Most gait assessments require considerable time to attach markers and set up devices, as well as to analyse extensive numerical data laid out in tables. However, regular gait assessments in clinical practice and daily life require ease of measurement and interpretation. Centre of pressure (COP) trajectories during walking represent summarised gait features individually, enabling markerless, unconstrained, and time-efficient gait assessments7. The COP is the point location of the vertical ground reaction force vector that represents a weighted average of all the pressures over the surface of the area in contact with the ground8. Thus, the moments generated by vertical ground reaction force are null at this point on the ground plane.
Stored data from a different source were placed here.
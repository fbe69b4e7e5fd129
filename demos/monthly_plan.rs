//! 月度計劃完整範例
//!
//! 兩個產品共用一條產線，展示預測、產能約束的生產計劃、MRP 與準確度回饋。
//!
//! 執行：`RUST_LOG=info cargo run --example monthly_plan`

use anyhow::Context;
use chrono::NaiveDate;
use plan_core::table::{BomRow, CapacityRow, InventoryRow, ShipmentRow, SupplierRow};
use plan_core::{
    Forecast, ForecastConfig, ForecastMethod, MrpPolicy, OvertimePolicy, Period, PlannerPolicy,
    PlanningConfig, PlanningMode, TargetInventory,
};
use planning::telemetry::init_tracing;
use planning::{PlanningInputs, PlanningPipeline};
use rust_decimal::Decimal;

fn main() -> anyhow::Result<()> {
    init_tracing("info");

    println!("===== Monthly Production Plan Example =====\n");

    // 步驟 1: 計劃配置
    let generated_at = NaiveDate::from_ymd_opt(2025, 1, 1)
        .and_then(|d| d.and_hms_opt(0, 0, 0))
        .context("invalid timestamp")?;
    let config = PlanningConfig::new(generated_at)
        .with_forecast(ForecastConfig::default().with_horizon(6))
        .with_planner(
            PlannerPolicy::default()
                .with_mode(PlanningMode::MakeToForecast)
                .with_target_inventory(TargetInventory::RatioOfForecast(Decimal::new(1, 1)))
                .with_overtime(
                    OvertimePolicy::allowed(Decimal::from(15)).with_max_ratio(Decimal::new(2, 1)),
                )
                .with_default_resource("LINE-1"),
        )
        .with_mrp(MrpPolicy::default().with_production_lead_time(1));

    // 步驟 2: 輸入資料
    let inputs = build_inputs()?;
    println!("[1] Inputs");
    println!("    Shipments: {}", inputs.shipments.len());
    println!("    BOM edges: {}", inputs.bom.len());
    println!("    Prior forecasts: {}\n", inputs.prior_forecasts.len());

    // 步驟 3: 執行
    let pipeline = PlanningPipeline::new(config)?;
    let run = pipeline.run(&inputs);

    println!("[2] Forecast Selection");
    for selection in &run.selections {
        println!(
            "    {}: {} ({:?})",
            selection.product_id, selection.chosen, selection.reason
        );
    }

    println!("\n[3] Production Plan");
    for entry in &run.plan.entries {
        println!(
            "    {} {}: plan {:>8} forecast {:>8} ending {:>8} overtime {:>6}",
            entry.product_id,
            entry.period,
            entry.planned_qty,
            entry.forecast_qty,
            entry.ending_inventory,
            entry.overtime_qty
        );
    }
    println!("    Overtime cost: {}", run.plan.total_overtime_cost());

    if let Some(mrp) = &run.mrp {
        println!("\n[4] Planned Orders");
        for order in mrp.planned_orders() {
            println!(
                "    {:<8} {:?} {:>8} order in {} for {}{}",
                order.item_id,
                order.order_type,
                order.suggested_order_qty,
                order.suggested_order_period,
                order.period,
                if order.late { " (LATE)" } else { "" }
            );
        }
        println!("    Estimated purchase cost: {}", mrp.total_estimated_cost());
    }

    if let Some(report) = &run.accuracy {
        println!("\n[5] Forecast Accuracy");
        println!("    MAPE: {:?}", report.overall.mape);
        for finding in &report.bias {
            println!(
                "    {} {:?}: bias {} correction {:?}",
                finding.product_id, finding.direction, finding.mean_bias, finding.correction_factor
            );
        }
    }

    println!("\n[6] Exceptions: {}", run.exceptions.len());
    for exception in &run.exceptions {
        println!("    {}", exception);
    }
    for error in &run.errors {
        println!("    ERROR {} {:?}: {}", error.entity_id, error.kind, error.message);
    }

    Ok(())
}

fn build_inputs() -> anyhow::Result<PlanningInputs> {
    let start = Period::new(2024, 1)?;
    let bike: [i64; 12] = [80, 85, 90, 95, 100, 110, 120, 115, 105, 100, 95, 90];
    let scooter: [i64; 12] = [40, 42, 45, 43, 47, 50, 52, 51, 49, 48, 50, 53];

    let mut shipments = Vec::new();
    for (i, (b, s)) in bike.iter().zip(scooter.iter()).enumerate() {
        let period = start.add_months(i as i64).to_string();
        shipments.push(shipment("BIKE", &period, *b));
        shipments.push(shipment("SCOOTER", &period, *s));
    }

    let plan_start = Period::new(2025, 1)?;
    let capacity = Period::range(plan_start, 6)
        .into_iter()
        .map(|p| CapacityRow {
            resource_id: "LINE-1".to_string(),
            period: p.to_string(),
            max_units: Decimal::from(140),
        })
        .collect();

    let bom = vec![
        bom_row("BIKE", "FRAME", 1),
        bom_row("BIKE", "WHEEL", 2),
        bom_row("SCOOTER", "WHEEL", 2),
        bom_row("FRAME", "TUBE", 3),
    ];

    let inventory = vec![
        inventory_row("BIKE", 20),
        inventory_row("WHEEL", 60),
        inventory_row("TUBE", 100),
    ];

    let suppliers = vec![
        supplier_row("WHEEL", 1, 50, 10, "12.5"),
        supplier_row("TUBE", 2, 0, 25, "3.2"),
    ];

    // 去年下半年發布的預測，用來評分
    let prior_forecasts = (6..12)
        .map(|i| {
            Forecast::new(
                "BIKE",
                start.add_months(i),
                Decimal::from(100),
                ForecastMethod::moving_average(3),
                chrono::NaiveDateTime::default(),
            )
        })
        .collect();

    Ok(PlanningInputs {
        shipments,
        bom,
        inventory,
        suppliers,
        capacity,
        prior_forecasts,
        ..PlanningInputs::default()
    })
}

fn shipment(product: &str, period: &str, qty: i64) -> ShipmentRow {
    ShipmentRow {
        product_id: product.to_string(),
        period: period.to_string(),
        quantity: Decimal::from(qty),
    }
}

fn bom_row(parent: &str, child: &str, qty: i64) -> BomRow {
    BomRow {
        parent_product_id: parent.to_string(),
        child_component_id: child.to_string(),
        quantity_per_unit: Decimal::from(qty),
    }
}

fn inventory_row(item: &str, qty: i64) -> InventoryRow {
    InventoryRow {
        item_id: item.to_string(),
        period: "2025-01".to_string(),
        on_hand_qty: Decimal::from(qty),
        incoming_qty: Decimal::ZERO,
        safety_stock_qty: Decimal::ZERO,
    }
}

fn supplier_row(component: &str, lead: u32, min: i64, multiple: i64, price: &str) -> SupplierRow {
    SupplierRow {
        component_id: component.to_string(),
        supplier_id: format!("SUP-{component}"),
        lead_time_periods: lead,
        min_order_qty: Decimal::from(min),
        lot_size_multiple: Decimal::from(multiple),
        unit_price: price.parse().ok(),
    }
}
The COP is knowns as one of the biomechanical variables which evaluate static or dynamic balance control. For example, previous studies have reported that individuals with UTFA have asymmetric COP trajectories between the intact and prosthetic legs during a single-limb stance phase using separate force plates on each side9,10. Furthermore, it has been reported that COP trajectories are related to the severity of neurological disorders11,12,13. Although an instrumented treadmill enables COP trajectory detection over multiple gait cycles in individuals with UTFA7, the quantitative characteristics corresponding to COP trajectories remain unclear.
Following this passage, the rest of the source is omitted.